Professor Mohit Bansal (UNC Computer Science) and Professor Thomas Hofweber (UNC Philosophy) invite researchers to explore the intersection of artificial intelligence and philosophy at the Symposium on AI and Society, held April 25 & 26. This event features discussions on the impact of AI on society, including topics such as ethical and moral AI, trustworthy and interpretable Large Language Models (LLMs), and social intelligence, led by experts across disciplines including computer science, philosophy, cognitive science, psychology, and data science. Join us for presentations of the latest work on AI and contribute to the dialogue on AI’s role in society. Featuring invited speakers Kathleen Creel, Josh Dever, Peter Hase, Brenden Lake, Bo Li, Maarten Sap, Jana Schaich Borg, Munindar P. Singh, and Walter Sinnott-Armstrong. Organized by the Departments of Computer Science and Philosophy with support from the UNC School of Data Science and Society.  

Program:

Thursday, April 25
  • 9:00 – 9:15 | Welcome (Bansal, Hofweber)
  • 9:15 – 10:30 | Josh Dever (UT Austin) “(When) Is It What’s On The Inside That Counts? Balancing Internalist and Externalist Considerations in LLM Metasemantics”
  • 10:30 -10:45 | Break
  • 10:45 -12:00 | Munindar P. Singh (NC State) “New Models for Trustworthy AI, Norm Deviation, and Consent in Responsible Autonomy”
  • 12:00 – 2:00 | Lunch Break
  • 2:00 – 3:15 | Jana Schaich Borg and Walter Sinnott-Armstrong (Duke) “Moral AI and How We Get There”
  • 3:15 – 3:30 | Break
  • 3:30 – 4:45 | Bo Li (Chicago) “Risk Assessment, Safety Alignment, and Guardrails for Generative Models”
Friday, April 26
  • 9:15 – 10:30 | Maarten Sap (CMU) “Artificial Social Intelligence? On the challenges of Socially Aware and Ethically informed LLMs”
  • 10:30 – 10:45 | Break
  • 10:45 – 12:00 | Peter Hase (UNC) “Toward Safe LLMs: Interpretability, Model Editing, and Scalable Oversight”
  • 12:00 – 2:15 | Lunch Break
  • 2:15 – 3:30 | Kathleen Creel (Northeastern) “Algorithmic Monoculture and the Ethics of Systemic Exclusion”
  • 3:30 – 3:45 | Break
  • 3:45 – 5:00 | Brenden Lake (NYU) “Addressing two classic debates in cognitive science with AI”

Invited Talk Information

Algorithmic Monoculture and the Ethics of Systemic Exclusion

Kathleen Creel Mistakes are inevitable, but fortunately human mistakes are typically heterogenous. Using the same machine learning model for high stakes decisions creates consistency while amplifying the weaknesses, biases, and idiosyncrasies of the original model. When the same person re-encounters the same model or models trained on the same dataset, she might be wrongly rejected again and again. Thus algorithmic monoculture could lead to consistent ill-treatment of individual people by homogenizing the decision outcomes they experience. Is it wrong to allow the quirks of an algorithmic system to consistently exclude a small number of people from consequential opportunities? Many philosophers have claimed or indicated in passing that consistent and arbitrary arbitrary exclusion is wrong, even when it is divorced from bias or discrimination. But why and under what circumstances it is wrong has not yet been established. This talk will formalize a measure of outcome homogenization, describe experiments that demonstrate that it occurs, then present an ethical argument for why and in what circumstances outcome homogenization is wrong.

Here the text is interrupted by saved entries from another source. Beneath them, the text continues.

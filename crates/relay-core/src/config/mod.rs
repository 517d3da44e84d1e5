//! Application configuration with layered loading.
//!
//! Configuration is loaded in this order (later overrides earlier):
//!
//! 1. Compiled defaults
//! 2. TOML file named by `RELAY_CONFIG` (default `config/relay.toml`)
//! 3. `RELAY__*` environment variables (`__` separates nested fields)
//! 4. The two literal overrides the service contract names: `SUI_RPC_URL`
//!    for the primary endpoint and `BIRDEYE_API_KEY` for the metadata API.
//!    A key left as the `YOUR_API_KEY` template is treated as unset.
//!
//! Invalid configurations (empty URLs, zero ceilings) fail at load time.

use config::{Config, ConfigError, Environment, File};
use serde::{Deserialize, Serialize};
use std::time::Duration;

/// Placeholder value shipped in config templates; never a real key.
const API_KEY_TEMPLATE: &str = "YOUR_API_KEY";

/// HTTP server settings.
#[derive(Debug, Clone, Serialize, Deserialize)]
pub struct ServerConfig {
    /// IP address to bind. Defaults to `127.0.0.1`.
    #[serde(default = "default_bind_address")]
    pub bind_address: String,

    /// Port to listen on. Defaults to `3001`.
    #[serde(default = "default_bind_port")]
    pub bind_port: u16,

    /// Maximum accepted request body size in bytes. Defaults to 1 MiB.
    #[serde(default = "default_body_limit_bytes")]
    pub body_limit_bytes: usize,
}

fn default_bind_address() -> String {
    "127.0.0.1".to_string()
}

fn default_bind_port() -> u16 {
    3001
}

fn default_body_limit_bytes() -> usize {
    1024 * 1024
}

/// Primary and fallback Sui RPC endpoints.
#[derive(Debug, Clone, Serialize, Deserialize)]
pub struct UpstreamConfig {
    /// Primary JSON-RPC endpoint. Overridable via `SUI_RPC_URL`.
    #[serde(default = "default_primary_url")]
    pub primary_url: String,

    /// Secondary endpoint used by the direct-call fallback.
    #[serde(default = "default_fallback_url")]
    pub fallback_url: String,

    /// Timeout for forwarded requests to the primary, in seconds.
    #[serde(default = "default_request_timeout_seconds")]
    pub request_timeout_seconds: u64,

    /// Timeout for direct fallback calls, in seconds.
    #[serde(default = "default_fallback_timeout_seconds")]
    pub fallback_timeout_seconds: u64,
}

fn default_primary_url() -> String {
    "https://fullnode.mainnet.sui.io:443".to_string()
}

fn default_fallback_url() -> String {
    "https://sui-rpc.publicnode.com".to_string()
}

fn default_request_timeout_seconds() -> u64 {
    30
}

fn default_fallback_timeout_seconds() -> u64 {
    10
}

/// Birdeye token-metadata API settings.
#[derive(Debug, Clone, Serialize, Deserialize)]
pub struct BirdeyeConfig {
    /// API key. Overridable via `BIRDEYE_API_KEY`; `None` disables lookups.
    #[serde(default)]
    pub api_key: Option<String>,

    /// Base URL of the Birdeye API.
    #[serde(default = "default_birdeye_base_url")]
    pub base_url: String,

    /// Ceiling on calls started within any trailing one-second window.
    #[serde(default = "default_birdeye_max_per_second")]
    pub max_per_second: usize,

    /// Per-lookup timeout in seconds.
    #[serde(default = "default_birdeye_timeout_seconds")]
    pub timeout_seconds: u64,
}

fn default_birdeye_base_url() -> String {
    "https://public-api.birdeye.so".to_string()
}

fn default_birdeye_max_per_second() -> usize {
    45
}

fn default_birdeye_timeout_seconds() -> u64 {
    5
}

/// TTL settings for the two cache namespaces.
#[derive(Debug, Clone, Serialize, Deserialize)]
pub struct CacheConfig {
    /// Generic RPC response TTL in seconds. Defaults to 300.
    #[serde(default = "default_response_ttl_seconds")]
    pub response_ttl_seconds: u64,

    /// Token metadata TTL in seconds. Defaults to 86400 (one day).
    #[serde(default = "default_metadata_ttl_seconds")]
    pub metadata_ttl_seconds: u64,

    /// Interval between eager expiry sweeps, in seconds.
    #[serde(default = "default_sweep_interval_seconds")]
    pub sweep_interval_seconds: u64,
}

fn default_response_ttl_seconds() -> u64 {
    300
}

fn default_metadata_ttl_seconds() -> u64 {
    86_400
}

fn default_sweep_interval_seconds() -> u64 {
    60
}

/// Server-wide inbound rate limit.
#[derive(Debug, Clone, Serialize, Deserialize)]
pub struct RateLimitConfig {
    /// Requests allowed per window. Defaults to 500.
    #[serde(default = "default_max_per_window")]
    pub max_per_window: u64,

    /// Window length in seconds. Defaults to 60.
    #[serde(default = "default_window_seconds")]
    pub window_seconds: u64,
}

fn default_max_per_window() -> u64 {
    500
}

fn default_window_seconds() -> u64 {
    60
}

/// Admission queue pacing.
#[derive(Debug, Clone, Serialize, Deserialize)]
pub struct QueueConfig {
    /// In-flight ceiling toward the primary upstream.
    #[serde(default = "default_max_concurrent")]
    pub max_concurrent: usize,

    /// Backlog length beyond which new requests prefer the fallback.
    #[serde(default = "default_overflow_threshold")]
    pub overflow_threshold: usize,

    /// Fixed settle delay before releasing the slot, in milliseconds.
    #[serde(default = "default_settle_delay_ms")]
    pub settle_delay_ms: u64,

    /// Additional delay per parked waiter, in milliseconds.
    #[serde(default = "default_per_waiter_delay_ms")]
    pub per_waiter_delay_ms: u64,

    /// Cap on the queue-proportional delay, in milliseconds.
    #[serde(default = "default_max_extra_delay_ms")]
    pub max_extra_delay_ms: u64,
}

fn default_max_concurrent() -> usize {
    3
}

fn default_overflow_threshold() -> usize {
    10
}

fn default_settle_delay_ms() -> u64 {
    200
}

fn default_per_waiter_delay_ms() -> u64 {
    50
}

fn default_max_extra_delay_ms() -> u64 {
    500
}

/// Application logging configuration.
#[derive(Debug, Clone, Serialize, Deserialize)]
pub struct LoggingConfig {
    /// Log level (e.g. "info", "debug"). Defaults to `"info"`.
    #[serde(default = "default_log_level")]
    pub level: String,

    /// Output format: `"json"` or `"pretty"`. Defaults to `"pretty"`.
    #[serde(default = "default_log_format")]
    pub format: String,
}

fn default_log_level() -> String {
    "info".to_string()
}

fn default_log_format() -> String {
    "pretty".to_string()
}

/// Root application configuration.
#[derive(Debug, Clone, Serialize, Deserialize)]
pub struct AppConfig {
    #[serde(default)]
    pub server: ServerConfig,

    #[serde(default)]
    pub upstream: UpstreamConfig,

    #[serde(default)]
    pub birdeye: BirdeyeConfig,

    #[serde(default)]
    pub cache: CacheConfig,

    #[serde(default)]
    pub rate_limit: RateLimitConfig,

    #[serde(default)]
    pub queue: QueueConfig,

    #[serde(default)]
    pub logging: LoggingConfig,
}

impl Default for ServerConfig {
    fn default() -> Self {
        Self {
            bind_address: default_bind_address(),
            bind_port: default_bind_port(),
            body_limit_bytes: default_body_limit_bytes(),
        }
    }
}

impl Default for UpstreamConfig {
    fn default() -> Self {
        Self {
            primary_url: default_primary_url(),
            fallback_url: default_fallback_url(),
            request_timeout_seconds: default_request_timeout_seconds(),
            fallback_timeout_seconds: default_fallback_timeout_seconds(),
        }
    }
}

impl Default for BirdeyeConfig {
    fn default() -> Self {
        Self {
            api_key: None,
            base_url: default_birdeye_base_url(),
            max_per_second: default_birdeye_max_per_second(),
            timeout_seconds: default_birdeye_timeout_seconds(),
        }
    }
}

impl Default for CacheConfig {
    fn default() -> Self {
        Self {
            response_ttl_seconds: default_response_ttl_seconds(),
            metadata_ttl_seconds: default_metadata_ttl_seconds(),
            sweep_interval_seconds: default_sweep_interval_seconds(),
        }
    }
}

impl Default for RateLimitConfig {
    fn default() -> Self {
        Self { max_per_window: default_max_per_window(), window_seconds: default_window_seconds() }
    }
}

impl Default for QueueConfig {
    fn default() -> Self {
        Self {
            max_concurrent: default_max_concurrent(),
            overflow_threshold: default_overflow_threshold(),
            settle_delay_ms: default_settle_delay_ms(),
            per_waiter_delay_ms: default_per_waiter_delay_ms(),
            max_extra_delay_ms: default_max_extra_delay_ms(),
        }
    }
}

impl Default for LoggingConfig {
    fn default() -> Self {
        Self { level: default_log_level(), format: default_log_format() }
    }
}

impl Default for AppConfig {
    fn default() -> Self {
        Self {
            server: ServerConfig::default(),
            upstream: UpstreamConfig::default(),
            birdeye: BirdeyeConfig::default(),
            cache: CacheConfig::default(),
            rate_limit: RateLimitConfig::default(),
            queue: QueueConfig::default(),
            logging: LoggingConfig::default(),
        }
    }
}

impl AppConfig {
    /// Loads configuration from a TOML file with environment overrides.
    ///
    /// # Errors
    ///
    /// Returns [`ConfigError`] if the file cannot be parsed, the structure
    /// cannot be deserialized, or validation fails.
    pub fn from_file(config_path: &str) -> Result<Self, ConfigError> {
        let builder = Config::builder()
            .add_source(File::with_name(config_path).required(false))
            .add_source(Environment::with_prefix("RELAY").separator("__"))
            .build()?;

        let mut loaded: Self = builder.try_deserialize()?;
        loaded.apply_env_literals();
        loaded.validate()?;
        Ok(loaded)
    }

    /// Loads configuration from `config/relay.toml` (or `RELAY_CONFIG`).
    ///
    /// # Errors
    ///
    /// Returns [`ConfigError`] if the configuration cannot be loaded.
    pub fn load() -> Result<Self, ConfigError> {
        let config_path =
            std::env::var("RELAY_CONFIG").unwrap_or_else(|_| "config/relay.toml".to_string());
        Self::from_file(&config_path)
    }

    /// Applies the two literal env overrides the service contract names.
    fn apply_env_literals(&mut self) {
        if let Ok(url) = std::env::var("SUI_RPC_URL") {
            if !url.trim().is_empty() {
                self.upstream.primary_url = url;
            }
        }
        if let Ok(key) = std::env::var("BIRDEYE_API_KEY") {
            self.birdeye.api_key = Some(key);
        }
        // A templated or blank key behaves the same as no key at all.
        if let Some(key) = &self.birdeye.api_key {
            if key.trim().is_empty() || key == API_KEY_TEMPLATE {
                self.birdeye.api_key = None;
            }
        }
    }

    /// Validates the configuration for correctness.
    fn validate(&self) -> Result<(), ConfigError> {
        for (label, url) in
            [("upstream.primary_url", &self.upstream.primary_url),
             ("upstream.fallback_url", &self.upstream.fallback_url),
             ("birdeye.base_url", &self.birdeye.base_url)]
        {
            if !url.starts_with("http") {
                return Err(ConfigError::Message(format!("{label} must be an http(s) URL")));
            }
        }
        if self.rate_limit.max_per_window == 0 {
            return Err(ConfigError::Message("rate_limit.max_per_window must be > 0".into()));
        }
        if self.birdeye.max_per_second == 0 {
            return Err(ConfigError::Message("birdeye.max_per_second must be > 0".into()));
        }
        if self.queue.max_concurrent == 0 {
            return Err(ConfigError::Message("queue.max_concurrent must be > 0".into()));
        }
        Ok(())
    }

    /// Timeout for forwarded requests to the primary endpoint.
    #[must_use]
    pub fn request_timeout(&self) -> Duration {
        Duration::from_secs(self.upstream.request_timeout_seconds)
    }

    /// Timeout for direct fallback calls.
    #[must_use]
    pub fn fallback_timeout(&self) -> Duration {
        Duration::from_secs(self.upstream.fallback_timeout_seconds)
    }

    /// Per-lookup timeout for the Birdeye API.
    #[must_use]
    pub fn birdeye_timeout(&self) -> Duration {
        Duration::from_secs(self.birdeye.timeout_seconds)
    }

    /// Interval between cache expiry sweeps.
    #[must_use]
    pub fn sweep_interval(&self) -> Duration {
        Duration::from_secs(self.cache.sweep_interval_seconds)
    }
}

(When) Is It What’s On The Inside That Counts? Balancing Internalist and Externalist Considerations in LLM Metasemantics

Josh Dever If we are going to correctly attribute representational states to large language models, we will benefit from reasonable models of the factors that determine those states. The computational opacity of LLMs make internalist determination stories unpromising, so it’s tempting to explore externalist options. But we need a tempered externalism, one that explains when and to what extent internalist features still matter for representation. Considering significant ways in which the internal architecture of LLMs differs from human internal architecture, in the light of some candidate metametasemantic accounts, can shed light on the extent to which human-like representational state attribution is feasible for LLMs.

Toward Safe LLMs: Interpretability, Model Editing, and Scalable Oversight

Peter Hase LLMs now exhibit impressive reasoning abilities and world knowledge, but there remain basic difficulties in explaining and controlling the behavior of these systems. As a result, LLMs continue to present safety concerns in many deployment settings. In this talk, I discuss three recent research directions in AI safety aimed at explaining and controlling LLM behaviors: (1) interpretability, (2) model editing, and (3) scalable oversight. First, I describe interpretability tests for assessing if an explanation of an ML model actually improves our understanding of the model. Next, I argue that model editing is a new face to the old problem of belief revision in AI, and I review empirical work on editing and unlearning factual knowledge in LLMs. Lastly, regarding scalable oversight, I present work on easy-to-hard generalization in LLMs, which helps tell us whether it will be challenging to train models to solve problems we do not know the answers to. Together, these research areas showcase important challenges in understanding and controlling LLMs.    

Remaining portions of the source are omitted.